Moreover, Lebanon is also going through an economic crisis. Even so, the imported food and large quantities of grain stored in the port have been destroyed, causing fears of widespread scarcity of food to come.

The future of the port itself is in doubt due to the destruction caused. Many building and homes have been reduced to an uninhabitable mess of glass, and as many as 300,000 people have been left homeless, Beirut’s governor Marwan Aboud said.

President Aoun announced that the Government would release 100 billion lire (66 million US dollar) of emergency funds. Still, the impact of the blast on the economy is expected to prevail for long.

Situation in Lebanon Now:

Lebanon’s already fragile economy has worsened rapidly amid lockdowns imposed to halt the spread of the coronavirus. The value of the country’s currency has plunged in recent months, and its overtaxed power system has plummeted the capital of Beirut into darkness for hours at a time. According to the International Monetary Fund, the economy of Lebonan is expected to contract by 12 per cent this year.

Lebanon’s cabinet has announced a two-week state of emergency in the capital and handed control of security in the city to the military.

The explosion comes at a time of escalating tension between Hezbollah and Israel, causing more instability in the nation.

“This is a real catastrophe. What we’ve seen is cataclysmic,” said Sami Nader, Director of the Levant Institute for Strategic Affairs report Aljazeera.

Lebanese response to the explosion and current economic and political crisis:

Many blame the ruling elite who have dominated politics for years and amassed their wealth while failing to carry out the extensive reforms necessary to solve the country’s problems. In 2019 massive protests erupted in Lebanon denouncing the Government for corruption and mismanagement.

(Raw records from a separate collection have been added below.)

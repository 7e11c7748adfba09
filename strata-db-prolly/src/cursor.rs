//! Positioned navigation over a persistent tree.
//!
//! A cursor is an explicit stack of `(node, pair index)` frames from the
//! root down to the current leaf; nodes never hold parent pointers. The
//! frame API is slightly wider than plain iteration because the structural
//! differ advances whole subtrees at interior frames.

use crate::error::{Error, Result};
use crate::node::Node;
use bytes::Bytes;
use std::cmp::Ordering;
use strata_db_core::{Cancellation, Hash, NodeStore, TupleDescriptor};

#[derive(Debug, Clone)]
pub(crate) struct Frame {
    node: Node,
    idx: usize,
}

/// A cursor over one tree. Invalidated by advancing past either end.
///
/// The cursor carries the caller's cancellation token into every node
/// fetch, so long walks unwind promptly when cancelled.
#[derive(Debug)]
pub struct Cursor<'a> {
    store: &'a dyn NodeStore,
    key_desc: &'a TupleDescriptor,
    cancel: Cancellation,
    /// Root at index 0, current leaf last.
    stack: Vec<Frame>,
}

impl<'a> Cursor<'a> {
    /// Position at the first pair of the tree.
    pub(crate) async fn at_start(
        store: &'a dyn NodeStore,
        key_desc: &'a TupleDescriptor,
        root: Node,
        cancel: &Cancellation,
    ) -> Result<Cursor<'a>> {
        let mut cur = Cursor {
            store,
            key_desc,
            cancel: cancel.clone(),
            stack: Vec::new(),
        };
        cur.push_leftmost(root).await?;
        Ok(cur)
    }

    /// Position at the last pair of the tree.
    pub(crate) async fn at_end(
        store: &'a dyn NodeStore,
        key_desc: &'a TupleDescriptor,
        root: Node,
        cancel: &Cancellation,
    ) -> Result<Cursor<'a>> {
        let mut cur = Cursor {
            store,
            key_desc,
            cancel: cancel.clone(),
            stack: Vec::new(),
        };
        let mut node = root;
        loop {
            if node.is_leaf() {
                let idx = node.pair_count().saturating_sub(1);
                cur.stack.push(Frame { node, idx });
                return Ok(cur);
            }
            let idx = check_internal(&node)? - 1;
            let meta = node.meta_value(idx)?;
            cur.stack.push(Frame { node, idx });
            node = cur.fetch(meta.child).await?;
        }
    }

    /// Position at the smallest pair with key >= `key`, or past-end.
    ///
    /// Internal nodes key each child by the largest key in its subtree, so
    /// descending into the first child with key >= target finds the
    /// containing subtree; past-the-maximum targets clamp to the rightmost
    /// path and surface as a past-end leaf position.
    pub(crate) async fn seek(
        store: &'a dyn NodeStore,
        key_desc: &'a TupleDescriptor,
        root: Node,
        key: &[u8],
        cancel: &Cancellation,
    ) -> Result<Cursor<'a>> {
        let mut cur = Cursor {
            store,
            key_desc,
            cancel: cancel.clone(),
            stack: Vec::new(),
        };
        let mut node = root;
        loop {
            if node.is_leaf() {
                let idx = lower_bound(key_desc, &node, key);
                cur.stack.push(Frame { node, idx });
                return Ok(cur);
            }
            let pairs = check_internal(&node)?;
            let idx = lower_bound(key_desc, &node, key).min(pairs - 1);
            let meta = node.meta_value(idx)?;
            cur.stack.push(Frame { node, idx });
            node = cur.fetch(meta.child).await?;
        }
    }

    async fn fetch(&self, hash: Hash) -> Result<Node> {
        let bytes = self.store.read(hash, &self.cancel).await?;
        Node::decode(bytes)
    }

    async fn push_leftmost(&mut self, root: Node) -> Result<()> {
        let mut node = root;
        loop {
            if node.is_leaf() {
                self.stack.push(Frame { node, idx: 0 });
                return Ok(());
            }
            check_internal(&node)?;
            let meta = node.meta_value(0)?;
            self.stack.push(Frame { node, idx: 0 });
            node = self.fetch(meta.child).await?;
        }
    }

    fn leaf(&self) -> Option<&Frame> {
        self.stack.last()
    }

    /// True if the cursor points at a pair.
    pub fn valid(&self) -> bool {
        match self.leaf() {
            Some(f) => f.idx < f.node.pair_count(),
            None => false,
        }
    }

    pub fn current_key(&self) -> Option<&[u8]> {
        let f = self.leaf()?;
        (f.idx < f.node.pair_count()).then(|| f.node.key(f.idx))
    }

    pub fn current_value(&self) -> Option<&[u8]> {
        let f = self.leaf()?;
        (f.idx < f.node.pair_count()).then(|| f.node.value(f.idx))
    }

    /// Current pair as owned (reference-counted) buffers.
    pub fn current_pair(&self) -> Option<(Bytes, Bytes)> {
        let f = self.leaf()?;
        (f.idx < f.node.pair_count()).then(|| (f.node.key_bytes(f.idx), f.node.value_bytes(f.idx)))
    }

    /// Compare the current key to `key`. `None` when invalid.
    pub fn compare_key(&self, key: &[u8]) -> Option<Ordering> {
        self.current_key().map(|k| self.key_desc.compare_bytes(k, key))
    }

    /// Step to the next pair. Returns false (and invalidates) at the end.
    pub async fn advance(&mut self) -> Result<bool> {
        if self.stack.is_empty() {
            return Ok(false);
        }
        let depth = self.stack.len() - 1;
        self.advance_frame(depth).await
    }

    /// Step to the previous pair. Returns false (and invalidates) at the
    /// start.
    pub async fn retreat(&mut self) -> Result<bool> {
        if self.stack.is_empty() {
            return Ok(false);
        }
        let depth = self.stack.len() - 1;
        self.retreat_frame(depth).await
    }

    /// Advance the frame at stack position `depth` one step, climbing on
    /// exhaustion and re-descending to the leftmost leaf underneath.
    async fn advance_frame(&mut self, depth: usize) -> Result<bool> {
        let mut d = depth;
        loop {
            let frame = &mut self.stack[d];
            if frame.idx + 1 < frame.node.pair_count() {
                frame.idx += 1;
                break;
            }
            if d == 0 {
                self.invalidate();
                return Ok(false);
            }
            d -= 1;
        }
        self.stack.truncate(d + 1);
        self.descend_to_leaf().await?;
        Ok(true)
    }

    async fn retreat_frame(&mut self, depth: usize) -> Result<bool> {
        let mut d = depth;
        loop {
            let frame = &mut self.stack[d];
            if frame.idx > 0 && frame.node.pair_count() > 0 {
                // a past-end leaf retreats onto its last pair
                frame.idx = frame.idx.min(frame.node.pair_count()) - 1;
                break;
            }
            if d == 0 {
                self.invalidate();
                return Ok(false);
            }
            d -= 1;
        }
        self.stack.truncate(d + 1);
        self.descend_to_leaf_rightmost().await?;
        Ok(true)
    }

    /// Park the leaf frame past its last pair.
    fn invalidate(&mut self) {
        if let Some(f) = self.stack.last_mut() {
            f.idx = f.node.pair_count();
        }
    }

    async fn descend_to_leaf(&mut self) -> Result<()> {
        loop {
            let Some(f) = self.stack.last() else {
                return Err(Error::invariant("cursor stack empty during descent"));
            };
            if f.node.is_leaf() {
                return Ok(());
            }
            let meta = f.node.meta_value(f.idx)?;
            let child = self.fetch(meta.child).await?;
            if !child.is_leaf() {
                check_internal(&child)?;
            }
            self.stack.push(Frame {
                node: child,
                idx: 0,
            });
        }
    }

    async fn descend_to_leaf_rightmost(&mut self) -> Result<()> {
        loop {
            let Some(f) = self.stack.last() else {
                return Err(Error::invariant("cursor stack empty during descent"));
            };
            if f.node.is_leaf() {
                return Ok(());
            }
            let meta = f.node.meta_value(f.idx)?;
            let child = self.fetch(meta.child).await?;
            let idx = if child.is_leaf() {
                child.pair_count().saturating_sub(1)
            } else {
                check_internal(&child)? - 1
            };
            self.stack.push(Frame { node: child, idx });
        }
    }

    // ------------------------------------------------------------------
    // Subtree-granular walking for the structural differ
    // ------------------------------------------------------------------
    //
    // The differ holds cursors in a second mode: "suspended" at an
    // internal frame, meaning the frame's current child subtree has not
    // been entered yet. Skipping a suspended subtree is pure index
    // arithmetic; no node is ever fetched for content that two trees
    // share.

    /// Cursor parked at the root, suspended before its first child (or
    /// positioned, if the root is a leaf).
    pub(crate) fn at_root(
        store: &'a dyn NodeStore,
        key_desc: &'a TupleDescriptor,
        root: Node,
        cancel: &Cancellation,
    ) -> Result<Cursor<'a>> {
        if !root.is_leaf() {
            check_internal(&root)?;
        }
        Ok(Cursor {
            store,
            key_desc,
            cancel: cancel.clone(),
            stack: vec![Frame { node: root, idx: 0 }],
        })
    }

    /// True if there are pairs left to visit (positioned or suspended).
    pub(crate) fn live(&self) -> bool {
        match self.stack.last() {
            None => false,
            Some(f) if f.node.is_leaf() => f.idx < f.node.pair_count(),
            Some(_) => true,
        }
    }

    /// True if parked at an internal frame, before its current child.
    pub(crate) fn suspended(&self) -> bool {
        matches!(self.stack.last(), Some(f) if !f.node.is_leaf())
    }

    /// The suspended frame's current child: `(child level, meta value)`.
    pub(crate) fn child_ref(&self) -> Result<(u8, crate::node::MetaValue)> {
        let Some(f) = self.stack.last() else {
            return Err(Error::invariant("child_ref on an exhausted cursor"));
        };
        if f.node.is_leaf() {
            return Err(Error::invariant("child_ref on a leaf frame"));
        }
        Ok((f.node.level() - 1, f.node.meta_value(f.idx)?))
    }

    /// Enter the suspended frame's current child, suspending one level
    /// deeper (or positioning, if the child is a leaf).
    pub(crate) async fn descend_once(&mut self) -> Result<()> {
        let (_, meta) = self.child_ref()?;
        let child = self.fetch(meta.child).await?;
        if !child.is_leaf() {
            check_internal(&child)?;
        }
        self.stack.push(Frame {
            node: child,
            idx: 0,
        });
        Ok(())
    }

    /// Skip the current subtree (suspended) or leave the current leaf
    /// (positioned), leaving the cursor suspended before the next sibling
    /// subtree, or exhausted. Never fetches.
    pub(crate) fn advance_subtree(&mut self) {
        if matches!(self.stack.last(), Some(f) if f.node.is_leaf()) {
            self.stack.pop();
        }
        loop {
            let Some(f) = self.stack.last_mut() else {
                return;
            };
            f.idx += 1;
            if f.idx < f.node.pair_count() {
                return;
            }
            self.stack.pop();
        }
    }

    /// Step to the next pair within the current leaf; the caller notices
    /// consumption via [`leaf_consumed`](Self::leaf_consumed).
    pub(crate) fn step_in_leaf(&mut self) {
        if let Some(f) = self.stack.last_mut() {
            debug_assert!(f.node.is_leaf());
            f.idx += 1;
        }
    }

    pub(crate) fn leaf_consumed(&self) -> bool {
        matches!(self.stack.last(), Some(f) if f.node.is_leaf() && f.idx >= f.node.pair_count())
    }
}

/// First pair index in `node` whose key is >= `key`.
fn lower_bound(kd: &TupleDescriptor, node: &Node, key: &[u8]) -> usize {
    let mut lo = 0usize;
    let mut hi = node.pair_count();
    while lo < hi {
        let mid = (lo + hi) / 2;
        if kd.compare_bytes(node.key(mid), key) == Ordering::Less {
            lo = mid + 1;
        } else {
            hi = mid;
        }
    }
    lo
}

/// Internal nodes must reference at least one child.
fn check_internal(node: &Node) -> Result<usize> {
    let pairs = node.pair_count();
    if pairs == 0 {
        return Err(Error::corrupt("internal node with no children"));
    }
    Ok(pairs)
}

In April of this year, the protestors took to the street again amid the coronavirus as the financial crisis heaped economic pressure on ordinary Lebanese people. People have to deal with daily power cuts, a lack of safe drinking water and limited public healthcare.

The Lebanon government is now under intense tension as the political, economic and explosion leave them with criticism from all sides.